Content starts

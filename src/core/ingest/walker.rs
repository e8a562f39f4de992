//! Input file discovery.
//!
//! Resolves an ingest path to the ordered list of documents to
//! process. A file path is taken as-is; a directory is walked and
//! filtered with glob patterns. Unreadable entries are logged and
//! skipped.

use glob::Pattern;
use std::path::{Path, PathBuf};
use walkdir::{DirEntry, WalkDir};

use crate::core::config::IngestConfig;
use crate::core::error::{DocIndexError, Result};

/// Directory walker with pattern and size filtering
pub struct DocumentWalker {
    /// Patterns a file must match (e.g. "*.pdf")
    include_patterns: Vec<Pattern>,

    /// Patterns that exclude files or whole directories
    exclude_patterns: Vec<Pattern>,

    /// Files above this size are skipped
    max_file_size_bytes: u64,
}

fn compile(patterns: &[String], kind: &str) -> Result<Vec<Pattern>> {
    patterns
        .iter()
        .map(|p| {
            Pattern::new(p).map_err(|e| {
                DocIndexError::ConfigError(format!("Invalid {kind} pattern '{p}': {e}"))
            })
        })
        .collect()
}

impl DocumentWalker {
    /// Create a walker; fails on malformed glob patterns
    pub fn new(
        include_patterns: &[String],
        exclude_patterns: &[String],
        max_file_size_mb: usize,
    ) -> Result<Self> {
        Ok(Self {
            include_patterns: compile(include_patterns, "include")?,
            exclude_patterns: compile(exclude_patterns, "exclude")?,
            max_file_size_bytes: (max_file_size_mb as u64) * 1024 * 1024,
        })
    }

    pub fn from_config(config: &IngestConfig) -> Result<Self> {
        Self::new(
            &config.include_patterns,
            &config.exclude_patterns,
            config.max_file_size_mb,
        )
    }

    /// Resolve `path` to the documents to ingest, sorted by path.
    ///
    /// A regular file is returned alone, without pattern checks.
    /// A missing path is an [`DocIndexError::InvalidPath`].
    pub fn resolve(&self, path: &Path) -> Result<Vec<PathBuf>> {
        if !path.exists() {
            return Err(DocIndexError::InvalidPath(format!(
                "Path does not exist: {}",
                path.display()
            )));
        }

        if path.is_file() {
            return Ok(vec![path.to_path_buf()]);
        }

        let mut files = self.collect_files(path);
        files.sort();
        Ok(files)
    }

    fn collect_files(&self, root: &Path) -> Vec<PathBuf> {
        let mut files = Vec::new();

        for entry in WalkDir::new(root)
            .follow_links(false)
            .into_iter()
            .filter_entry(|e| self.should_descend(e, root))
        {
            let entry = match entry {
                Ok(entry) => entry,
                Err(e) => {
                    tracing::warn!("Walk error: {}", e);
                    continue;
                }
            };

            if !entry.file_type().is_file() {
                continue;
            }

            let path = entry.path();
            if let Ok(metadata) = entry.metadata() {
                if metadata.len() > self.max_file_size_bytes {
                    tracing::debug!(
                        "Skipping large file: {:?} ({} bytes)",
                        path,
                        metadata.len()
                    );
                    continue;
                }
            }

            if self.matches_patterns(path) {
                files.push(path.to_path_buf());
            }
        }

        files
    }

    /// Skip hidden and excluded directories; never the root
    fn should_descend(&self, entry: &DirEntry, root: &Path) -> bool {
        let path = entry.path();
        if path == root || !entry.file_type().is_dir() {
            return true;
        }

        let hidden = path
            .file_name()
            .and_then(|n| n.to_str())
            .is_some_and(|name| name.starts_with('.'));
        if hidden {
            return false;
        }

        if self.exclude_patterns.iter().any(|p| p.matches_path(path)) {
            tracing::debug!("Skipping excluded directory: {:?}", path);
            return false;
        }

        true
    }

    fn matches_patterns(&self, path: &Path) -> bool {
        let Some(path_str) = path.to_str() else {
            return false;
        };
        let file_name = path.file_name().and_then(|f| f.to_str());

        let included = self.include_patterns.is_empty()
            || self
                .include_patterns
                .iter()
                .any(|p| p.matches(path_str) || file_name.is_some_and(|f| p.matches(f)));

        included
            && !self
                .exclude_patterns
                .iter()
                .any(|p| p.matches(path_str) || p.matches_path(path))
    }
}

Content ends

Exercise prompt | Your answer should consist only of the lines from the one with "p.matches(path_str) || file_name.is_some_and(|f| p.matches(f)));" through the last line of the entries above, retyped exactly.

Written response |
                .any(|p| p.matches(path_str) || file_name.is_some_and(|f| p.matches(f)));

        included
            && !self
                .exclude_patterns
                .iter()
                .any(|p| p.matches(path_str) || p.matches_path(path))
    }
}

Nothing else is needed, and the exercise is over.